Provided records:
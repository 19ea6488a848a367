//! Top-level coordination facade wiring every subsystem together.

use std::sync::atomic::{AtomicBool, Ordering};
use std::sync::Arc;
use std::time::Duration;

use parking_lot::Mutex;
use serde::{Deserialize, Serialize};
use tokio::task::JoinHandle;
use tracing::{info, warn};

use crate::balancer::{BalancerStats, LoadBalancer, SelectionPolicy};
use crate::config::MeshConfig;
use crate::consensus::{ConsensusManager, ConsensusStats, ConsensusType, ProposalStatus};
use crate::error::{MeshError, Result};
use crate::health::{HealthChecker, HealthMonitor, HealthStats};
use crate::messaging::MessageTransport;
use crate::orchestrator::{OrchestratorStats, TaskOrchestrator};
use crate::registry::{
    DiscoveryFilter, RegistryStats, ServiceRecord, ServiceRegistry, ServiceStatus,
};
use crate::scheduler::{SchedulerStats, TaskDefinition, TaskExecution, TaskScheduler};

/// Combined counter snapshot across all subsystems.
#[derive(Debug, Clone, Serialize, Deserialize)]
pub struct MeshStats {
    pub registry: RegistryStats,
    pub health: HealthStats,
    pub balancer: BalancerStats,
    pub scheduler: SchedulerStats,
    pub orchestrator: OrchestratorStats,
    pub consensus: ConsensusStats,
}

/// Wires registry, health monitor, balancer, scheduler, orchestrator, and
/// consensus into one lifecycle-managed unit.
///
/// `start` spawns the background loops (cleanup, probes, timeout sweep,
/// expiry sweep, dispatch); `stop` aborts them. The programmatic API stays
/// usable for queries while stopped, but task submission requires a running
/// mesh since nothing would dispatch the work.
pub struct CoordinationMesh {
    registry: Arc<ServiceRegistry>,
    health: Arc<HealthMonitor>,
    balancer: Arc<LoadBalancer>,
    scheduler: Arc<TaskScheduler>,
    consensus: Arc<ConsensusManager>,
    orchestrator: Arc<TaskOrchestrator>,
    running: AtomicBool,
    handles: Mutex<Vec<JoinHandle<()>>>,
}

impl CoordinationMesh {
    pub fn new(
        config: MeshConfig,
        transport: Arc<dyn MessageTransport>,
        checker: Arc<dyn HealthChecker>,
    ) -> Result<Self> {
        config.validate()?;

        let registry = Arc::new(ServiceRegistry::new(config.registry.clone()));
        let health = Arc::new(HealthMonitor::new(
            Arc::clone(&registry),
            checker,
            config.health.clone(),
        ));
        let balancer = Arc::new(LoadBalancer::new(
            Arc::clone(&registry),
            config.balancer.clone(),
        ));
        let scheduler = Arc::new(TaskScheduler::new(config.scheduler.clone()));
        let consensus = Arc::new(ConsensusManager::new(config.consensus.clone()));
        let orchestrator = Arc::new(TaskOrchestrator::new(
            Arc::clone(&registry),
            Arc::clone(&scheduler),
            Arc::clone(&balancer),
            Arc::clone(&consensus),
            transport,
            &config,
        ));

        Ok(Self {
            registry,
            health,
            balancer,
            scheduler,
            consensus,
            orchestrator,
            running: AtomicBool::new(false),
            handles: Mutex::new(Vec::new()),
        })
    }

    /// Spawn all background loops. Idempotent while already running.
    pub fn start(&self) {
        if self.running.swap(true, Ordering::SeqCst) {
            warn!("Mesh already running");
            return;
        }

        let mut handles = self.handles.lock();
        handles.push(self.registry.spawn_cleanup());
        handles.push(self.health.spawn());
        handles.push(self.scheduler.spawn_sweep());
        handles.push(self.consensus.spawn_expiry_sweep());
        handles.push(self.orchestrator.spawn_dispatch_loop());
        info!(loops = handles.len(), "Coordination mesh started");
    }

    /// Abort the background loops. Idempotent while already stopped.
    pub fn stop(&self) {
        if !self.running.swap(false, Ordering::SeqCst) {
            return;
        }

        for handle in self.handles.lock().drain(..) {
            handle.abort();
        }
        info!("Coordination mesh stopped");
    }

    pub fn is_running(&self) -> bool {
        self.running.load(Ordering::SeqCst)
    }

    // ---- registry ----

    /// Register an agent's service endpoint and return its service id.
    ///
    /// Registration asserts liveness: the record starts `Healthy` with a
    /// fresh heartbeat, and the probe loop re-derives status from there.
    pub fn register_agent_service(
        &self,
        agent_id: impl Into<String>,
        service_name: impl Into<String>,
        capabilities: Vec<String>,
        tags: Vec<String>,
    ) -> Result<String> {
        let record = ServiceRecord::new(agent_id, service_name)
            .with_capabilities(capabilities)
            .with_tags(tags);
        let service_id = record.service_id.clone();

        if !self.registry.register(record) {
            return Err(MeshError::ServiceAlreadyRegistered(service_id));
        }
        self.registry.heartbeat(&service_id);
        self.registry
            .update_status(&service_id, ServiceStatus::Healthy);
        Ok(service_id)
    }

    pub fn register_service(&self, record: ServiceRecord) -> Result<String> {
        let service_id = record.service_id.clone();
        if !self.registry.register(record) {
            return Err(MeshError::ServiceAlreadyRegistered(service_id));
        }
        self.registry.heartbeat(&service_id);
        Ok(service_id)
    }

    pub fn deregister_agent_service(&self, service_id: &str) -> bool {
        self.registry.deregister(service_id)
    }

    pub fn heartbeat(&self, service_id: &str) -> bool {
        self.registry.heartbeat(service_id)
    }

    pub fn discover_agents(
        &self,
        capability: Option<&str>,
        tag: Option<&str>,
    ) -> Vec<ServiceRecord> {
        let mut filter = DiscoveryFilter::new();
        if let Some(capability) = capability {
            filter = filter.with_capability(capability);
        }
        if let Some(tag) = tag {
            filter = filter.with_tag(tag);
        }
        self.registry.discover(&filter)
    }

    // ---- balancer ----

    pub fn select_agent(&self, capability: Option<&str>) -> Option<ServiceRecord> {
        self.balancer.select_service(None, capability)
    }

    pub fn select_agent_with_policy(
        &self,
        capability: Option<&str>,
        policy: SelectionPolicy,
    ) -> Option<ServiceRecord> {
        self.balancer.select_with_policy(None, capability, policy)
    }

    pub fn release_agent(&self, service_id: &str) {
        self.balancer.release_service(service_id);
    }

    // ---- scheduler / orchestrator ----

    /// Queue a task for dispatch. Requires a running mesh.
    pub fn submit_distributed_task(&self, definition: TaskDefinition) -> Result<String> {
        if !self.is_running() {
            return Err(MeshError::NotRunning);
        }
        Ok(self.scheduler.submit_task(definition))
    }

    pub fn get_task_status(&self, task_id: &str) -> Option<TaskExecution> {
        self.scheduler.get_execution(task_id)
    }

    pub fn update_task_progress(
        &self,
        task_id: &str,
        pct: u8,
        message: impl Into<String>,
    ) -> bool {
        self.scheduler.update_progress(task_id, pct, message)
    }

    pub fn cancel_task(&self, task_id: &str) -> bool {
        self.scheduler.cancel_task(task_id)
    }

    /// Record a task result reported by its assigned agent, releasing the
    /// balancer connection and feeding the run time into the response-time
    /// window.
    pub fn complete_task(&self, task_id: &str, output: serde_json::Value) -> Result<()> {
        self.scheduler.complete_execution(task_id, output)?;

        if let Some(execution) = self.scheduler.get_execution(task_id) {
            if let Some(service_id) = execution.assigned_service_id.as_deref() {
                self.balancer.release_service(service_id);
                if let Some(ms) = execution.duration_ms() {
                    self.balancer
                        .record_response_time(service_id, Duration::from_millis(ms.max(0) as u64));
                }
            }
        }
        Ok(())
    }

    /// Record an agent-reported failure; the attempt is retried while the
    /// task's budget allows.
    pub fn fail_task(&self, task_id: &str, error_message: impl Into<String>) -> Result<bool> {
        let service_id = self
            .scheduler
            .get_execution(task_id)
            .and_then(|e| e.assigned_service_id);

        self.scheduler
            .fail_execution(task_id, error_message, None)?;
        if let Some(service_id) = service_id.as_deref() {
            self.balancer.release_service(service_id);
        }
        self.scheduler.add_retry_attempt(task_id)
    }

    // ---- consensus ----

    /// Open a proposal voted on by the currently healthy agents.
    pub fn propose_decision(
        &self,
        proposer_id: impl Into<String>,
        proposal_type: impl Into<String>,
        proposal_data: serde_json::Value,
        consensus_type: ConsensusType,
        timeout: Option<Duration>,
    ) -> String {
        let voters: Vec<(String, f64)> = self
            .registry
            .discover(&DiscoveryFilter::new().healthy())
            .into_iter()
            .map(|r| (r.agent_id, 1.0))
            .collect();
        self.consensus.propose_decision(
            proposer_id,
            proposal_type,
            proposal_data,
            consensus_type,
            timeout,
            &voters,
        )
    }

    pub fn cast_vote(
        &self,
        proposal_id: &str,
        voter_id: &str,
        approve: bool,
        weight: f64,
    ) -> Result<ProposalStatus> {
        self.consensus.cast_vote(proposal_id, voter_id, approve, weight)
    }

    pub fn get_proposal_status(&self, proposal_id: &str) -> Option<ProposalStatus> {
        self.consensus.get_proposal_status(proposal_id)
    }

    // ---- observability ----

    pub fn comprehensive_stats(&self) -> MeshStats {
        MeshStats {
            registry: self.registry.stats(),
            health: self.health.stats(),
            balancer: self.balancer.stats(),
            scheduler: self.scheduler.stats(),
            orchestrator: self.orchestrator.stats(),
            consensus: self.consensus.stats(),
        }
    }

    pub fn registry(&self) -> &Arc<ServiceRegistry> {
        &self.registry
    }

    pub fn scheduler(&self) -> &Arc<TaskScheduler> {
        &self.scheduler
    }

    pub fn balancer(&self) -> &Arc<LoadBalancer> {
        &self.balancer
    }

    pub fn consensus(&self) -> &Arc<ConsensusManager> {
        &self.consensus
    }
}

impl Drop for CoordinationMesh {
    fn drop(&mut self) {
        self.stop();
    }
}

#[cfg(test)]
mod tests {
    use super::*;
    use crate::health::FnHealthChecker;
    use crate::messaging::ChannelTransport;

    fn mesh() -> CoordinationMesh {
        let transport = Arc::new(ChannelTransport::default());
        let checker = Arc::new(FnHealthChecker::new(|_| Ok(())));
        CoordinationMesh::new(MeshConfig::default(), transport, checker).unwrap()
    }

    #[tokio::test]
    async fn test_lifecycle_idempotent() {
        let mesh = mesh();
        assert!(!mesh.is_running());

        mesh.start();
        assert!(mesh.is_running());
        mesh.start();
        assert!(mesh.is_running());

        mesh.stop();
        assert!(!mesh.is_running());
        mesh.stop();
    }

    #[tokio::test]
    async fn test_submit_requires_running() {
        let mesh = mesh();
        let result = mesh.submit_distributed_task(TaskDefinition::new("sum", "compute"));
        assert!(matches!(result, Err(MeshError::NotRunning)));
    }

    #[tokio::test]
    async fn test_registration_and_discovery() {
        let mesh = mesh();
        let id = mesh
            .register_agent_service("a1", "compute", vec!["math".into()], vec!["gpu".into()])
            .unwrap();

        assert_eq!(mesh.discover_agents(Some("math"), None).len(), 1);
        assert_eq!(mesh.discover_agents(Some("vision"), None).len(), 0);
        assert_eq!(mesh.discover_agents(Some("math"), Some("gpu")).len(), 1);

        // Registration asserts liveness, so selection works immediately.
        let chosen = mesh.select_agent(Some("math")).unwrap();
        assert_eq!(chosen.service_id, id);
        mesh.release_agent(&id);

        assert!(mesh.deregister_agent_service(&id));
        assert!(mesh.select_agent(Some("math")).is_none());
    }

    #[tokio::test]
    async fn test_invalid_config_rejected() {
        let mut config = MeshConfig::default();
        config.consensus.weighted_threshold = 2.0;
        let transport = Arc::new(ChannelTransport::default());
        let checker = Arc::new(FnHealthChecker::new(|_| Ok(())));
        assert!(CoordinationMesh::new(config, transport, checker).is_err());
    }

    #[tokio::test]
    async fn test_proposal_over_healthy_agents() {
        let mesh = mesh();
        mesh.register_agent_service("a1", "compute", vec![], vec![])
            .unwrap();
        mesh.register_agent_service("a2", "compute", vec![], vec![])
            .unwrap();
        mesh.register_agent_service("a3", "compute", vec![], vec![])
            .unwrap();

        let proposal_id = mesh.propose_decision(
            "a1",
            "rebalance",
            serde_json::json!({"shard": 1}),
            ConsensusType::Majority,
            None,
        );

        assert_eq!(
            mesh.cast_vote(&proposal_id, "a1", true, 1.0).unwrap(),
            ProposalStatus::Pending
        );
        assert_eq!(
            mesh.cast_vote(&proposal_id, "a2", true, 1.0).unwrap(),
            ProposalStatus::Accepted
        );
        assert_eq!(
            mesh.get_proposal_status(&proposal_id),
            Some(ProposalStatus::Accepted)
        );
    }

    #[tokio::test]
    async fn test_comprehensive_stats_cover_subsystems() {
        let mesh = mesh();
        mesh.register_agent_service("a1", "compute", vec!["math".into()], vec![])
            .unwrap();

        let stats = mesh.comprehensive_stats();
        assert_eq!(stats.registry.active_services, 1);
        assert_eq!(stats.scheduler.total_submitted, 0);
        assert_eq!(stats.consensus.total_proposals, 0);
        assert_eq!(stats.orchestrator.dispatched, 0);
    }
}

What you need to do:
The answer should consist solely of the lines from the first line above through the one with "use crate::messaging::MessageTransport;", both included, repeated exactly.

Your response:
repository 19ea6488a848a367
//! Top-level coordination facade wiring every subsystem together.

use std::sync::atomic::{AtomicBool, Ordering};
use std::sync::Arc;
use std::time::Duration;

use parking_lot::Mutex;
use serde::{Deserialize, Serialize};
use tokio::task::JoinHandle;
use tracing::{info, warn};

use crate::balancer::{BalancerStats, LoadBalancer, SelectionPolicy};
use crate::config::MeshConfig;
use crate::consensus::{ConsensusManager, ConsensusStats, ConsensusType, ProposalStatus};
use crate::error::{MeshError, Result};
use crate::health::{HealthChecker, HealthMonitor, HealthStats};
use crate::messaging::MessageTransport;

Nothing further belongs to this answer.